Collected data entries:

//! PNG output for scattered layouts.
use std::path::Path;

use disc_scatter::prelude::*;
use image::{Rgb, RgbImage};
use tracing::info;
use tracing_subscriber::EnvFilter;

/// Install a console subscriber. `RUST_LOG` overrides the default `info` filter.
pub fn init_tracing() {
    let filter = EnvFilter::try_from_default_env().unwrap_or_else(|_| EnvFilter::new("info"));
    let _ = tracing_subscriber::fmt()
        .with_env_filter(filter)
        .with_target(true)
        .try_init();
}

/// How to map a layout onto an image.
#[derive(Debug, Clone)]
pub struct RenderConfig {
    pub image_size: (u32, u32),
    /// World region shown in the image.
    pub bounds: Bounds,
    pub background: [u8; 3],
    /// Colour per size index; wraps around when there are more sizes than colours.
    pub palette: Vec<[u8; 3]>,
    /// Also outline each sample's exclusion circle.
    pub show_exclusion: bool,
}

impl RenderConfig {
    pub fn new(image_size: (u32, u32), bounds: Bounds) -> Self {
        Self {
            image_size,
            bounds,
            background: [245, 245, 240],
            palette: vec![[214, 96, 77], [67, 147, 195], [90, 174, 97], [153, 112, 171]],
            show_exclusion: false,
        }
    }

    pub fn with_background(mut self, background: [u8; 3]) -> Self {
        self.background = background;
        self
    }

    pub fn with_palette(mut self, palette: Vec<[u8; 3]>) -> Self {
        self.palette = palette;
        self
    }

    pub fn with_exclusion(mut self, show: bool) -> Self {
        self.show_exclusion = show;
        self
    }

    fn color_for(&self, size_index: usize) -> [u8; 3] {
        if self.palette.is_empty() {
            return [0, 0, 0];
        }
        self.palette[size_index % self.palette.len()]
    }
}

/// Draw each sample as its footprint (`sizes[size_index]`) and write a PNG to `path`.
pub fn render_samples_to_png<'a>(
    samples: impl IntoIterator<Item = &'a Sample>,
    sizes: &[f32],
    footprint: Footprint,
    config: &RenderConfig,
    path: impl AsRef<Path>,
) -> anyhow::Result<()> {
    let (w, h) = config.image_size;
    anyhow::ensure!(w > 0 && h > 0, "image size must be > 0");
    anyhow::ensure!(!config.bounds.is_degenerate(), "render bounds are empty");

    let mut img = RgbImage::from_pixel(w, h, Rgb(config.background));
    let scale_x = w as f32 / config.bounds.width();
    let scale_y = h as f32 / config.bounds.height();

    let mut drawn = 0usize;
    for sample in samples {
        let Some(&size) = sizes.get(sample.size_index) else {
            continue;
        };
        let cx = (sample.x() - config.bounds.x()) * scale_x;
        let cy = (sample.y() - config.bounds.y()) * scale_y;
        let color = Rgb(config.color_for(sample.size_index));

        match footprint {
            Footprint::Circle => {
                fill_ellipse(&mut img, cx, cy, size * scale_x, size * scale_y, color)
            }
            Footprint::Square => {
                let (hx, hy) = (size * 0.5 * scale_x, size * 0.5 * scale_y);
                fill_rect(&mut img, cx - hx, cy - hy, cx + hx, cy + hy, color);
            }
        }

        if config.show_exclusion {
            outline_ellipse(
                &mut img,
                cx,
                cy,
                sample.radius * scale_x,
                sample.radius * scale_y,
                Rgb([40, 40, 40]),
            );
        }
        drawn += 1;
    }

    let path = path.as_ref();
    img.save(path)?;
    info!("Wrote {} samples to {}", drawn, path.display());
    Ok(())
}

fn pixel_span(lo: f32, hi: f32, limit: u32) -> std::ops::Range<u32> {
    let start = lo.floor().max(0.0) as u32;
    let end = (hi.ceil().max(0.0) as u32).min(limit);
    start..end.max(start)
}

fn fill_rect(img: &mut RgbImage, x0: f32, y0: f32, x1: f32, y1: f32, color: Rgb<u8>) {
    let (w, h) = img.dimensions();
    for y in pixel_span(y0, y1, h) {
        for x in pixel_span(x0, x1, w) {
            img.put_pixel(x, y, color);
        }
    }
}

fn ellipse_value(px: u32, py: u32, cx: f32, cy: f32, rx: f32, ry: f32) -> f32 {
    let dx = (px as f32 + 0.5 - cx) / rx;
    let dy = (py as f32 + 0.5 - cy) / ry;
    dx * dx + dy * dy
}

fn fill_ellipse(img: &mut RgbImage, cx: f32, cy: f32, rx: f32, ry: f32, color: Rgb<u8>) {
    if rx <= 0.0 || ry <= 0.0 {
        return;
    }
    let (w, h) = img.dimensions();
    for y in pixel_span(cy - ry, cy + ry, h) {
        for x in pixel_span(cx - rx, cx + rx, w) {
            if ellipse_value(x, y, cx, cy, rx, ry) <= 1.0 {
                img.put_pixel(x, y, color);
            }
        }
    }
}

fn outline_ellipse(img: &mut RgbImage, cx: f32, cy: f32, rx: f32, ry: f32, color: Rgb<u8>) {
    if rx <= 1.0 || ry <= 1.0 {
        return;
    }
    let (w, h) = img.dimensions();
    // Relative band roughly one pixel wide.
    let band = 2.0 / rx.min(ry);
    for y in pixel_span(cy - ry - 1.0, cy + ry + 1.0, h) {
        for x in pixel_span(cx - rx - 1.0, cx + rx + 1.0, w) {
            let v = ellipse_value(x, y, cx, cy, rx, ry);
            if (v - 1.0).abs() <= band {
                img.put_pixel(x, y, color);
            }
        }
    }
}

## Your task
Make an exact copy of the records.

## Answer for this exercise
//! PNG output for scattered layouts.
use std::path::Path;

use disc_scatter::prelude::*;
use image::{Rgb, RgbImage};
use tracing::info;
use tracing_subscriber::EnvFilter;

/// Install a console subscriber. `RUST_LOG` overrides the default `info` filter.
pub fn init_tracing() {
    let filter = EnvFilter::try_from_default_env().unwrap_or_else(|_| EnvFilter::new("info"));
    let _ = tracing_subscriber::fmt()
        .with_env_filter(filter)
        .with_target(true)
        .try_init();
}

/// How to map a layout onto an image.
#[derive(Debug, Clone)]
pub struct RenderConfig {
    pub image_size: (u32, u32),
    /// World region shown in the image.
    pub bounds: Bounds,
    pub background: [u8; 3],
    /// Colour per size index; wraps around when there are more sizes than colours.
    pub palette: Vec<[u8; 3]>,
    /// Also outline each sample's exclusion circle.
    pub show_exclusion: bool,
}

impl RenderConfig {
    pub fn new(image_size: (u32, u32), bounds: Bounds) -> Self {
        Self {
            image_size,
            bounds,
            background: [245, 245, 240],
            palette: vec![[214, 96, 77], [67, 147, 195], [90, 174, 97], [153, 112, 171]],
            show_exclusion: false,
        }
    }

    pub fn with_background(mut self, background: [u8; 3]) -> Self {
        self.background = background;
        self
    }

    pub fn with_palette(mut self, palette: Vec<[u8; 3]>) -> Self {
        self.palette = palette;
        self
    }

    pub fn with_exclusion(mut self, show: bool) -> Self {
        self.show_exclusion = show;
        self
    }

    fn color_for(&self, size_index: usize) -> [u8; 3] {
        if self.palette.is_empty() {
            return [0, 0, 0];
        }
        self.palette[size_index % self.palette.len()]
    }
}

/// Draw each sample as its footprint (`sizes[size_index]`) and write a PNG to `path`.
pub fn render_samples_to_png<'a>(
    samples: impl IntoIterator<Item = &'a Sample>,
    sizes: &[f32],
    footprint: Footprint,
    config: &RenderConfig,
    path: impl AsRef<Path>,
) -> anyhow::Result<()> {
    let (w, h) = config.image_size;
    anyhow::ensure!(w > 0 && h > 0, "image size must be > 0");
    anyhow::ensure!(!config.bounds.is_degenerate(), "render bounds are empty");

    let mut img = RgbImage::from_pixel(w, h, Rgb(config.background));
    let scale_x = w as f32 / config.bounds.width();
    let scale_y = h as f32 / config.bounds.height();

    let mut drawn = 0usize;
    for sample in samples {
        let Some(&size) = sizes.get(sample.size_index) else {
            continue;
        };
        let cx = (sample.x() - config.bounds.x()) * scale_x;
        let cy = (sample.y() - config.bounds.y()) * scale_y;
        let color = Rgb(config.color_for(sample.size_index));

        match footprint {
            Footprint::Circle => {
                fill_ellipse(&mut img, cx, cy, size * scale_x, size * scale_y, color)
            }
            Footprint::Square => {
                let (hx, hy) = (size * 0.5 * scale_x, size * 0.5 * scale_y);
                fill_rect(&mut img, cx - hx, cy - hy, cx + hx, cy + hy, color);
            }
        }

        if config.show_exclusion {
            outline_ellipse(
                &mut img,
                cx,
                cy,
                sample.radius * scale_x,
                sample.radius * scale_y,
                Rgb([40, 40, 40]),
            );
        }
        drawn += 1;
    }

    let path = path.as_ref();
    img.save(path)?;
    info!("Wrote {} samples to {}", drawn, path.display());
    Ok(())
}

fn pixel_span(lo: f32, hi: f32, limit: u32) -> std::ops::Range<u32> {
    let start = lo.floor().max(0.0) as u32;
    let end = (hi.ceil().max(0.0) as u32).min(limit);
    start..end.max(start)
}

fn fill_rect(img: &mut RgbImage, x0: f32, y0: f32, x1: f32, y1: f32, color: Rgb<u8>) {
    let (w, h) = img.dimensions();
    for y in pixel_span(y0, y1, h) {
        for x in pixel_span(x0, x1, w) {
            img.put_pixel(x, y, color);
        }
    }
}

fn ellipse_value(px: u32, py: u32, cx: f32, cy: f32, rx: f32, ry: f32) -> f32 {
    let dx = (px as f32 + 0.5 - cx) / rx;
    let dy = (py as f32 + 0.5 - cy) / ry;
    dx * dx + dy * dy
}

fn fill_ellipse(img: &mut RgbImage, cx: f32, cy: f32, rx: f32, ry: f32, color: Rgb<u8>) {
    if rx <= 0.0 || ry <= 0.0 {
        return;
    }
    let (w, h) = img.dimensions();
    for y in pixel_span(cy - ry, cy + ry, h) {
        for x in pixel_span(cx - rx, cx + rx, w) {
            if ellipse_value(x, y, cx, cy, rx, ry) <= 1.0 {
                img.put_pixel(x, y, color);
            }
        }
    }
}

fn outline_ellipse(img: &mut RgbImage, cx: f32, cy: f32, rx: f32, ry: f32, color: Rgb<u8>) {
    if rx <= 1.0 || ry <= 1.0 {
        return;
    }
    let (w, h) = img.dimensions();
    // Relative band roughly one pixel wide.
    let band = 2.0 / rx.min(ry);
    for y in pixel_span(cy - ry - 1.0, cy + ry + 1.0, h) {
        for x in pixel_span(cx - rx - 1.0, cx + rx + 1.0, w) {
            let v = ellipse_value(x, y, cx, cy, rx, ry);
            if (v - 1.0).abs() <= band {
                img.put_pixel(x, y, color);
            }
        }
    }
}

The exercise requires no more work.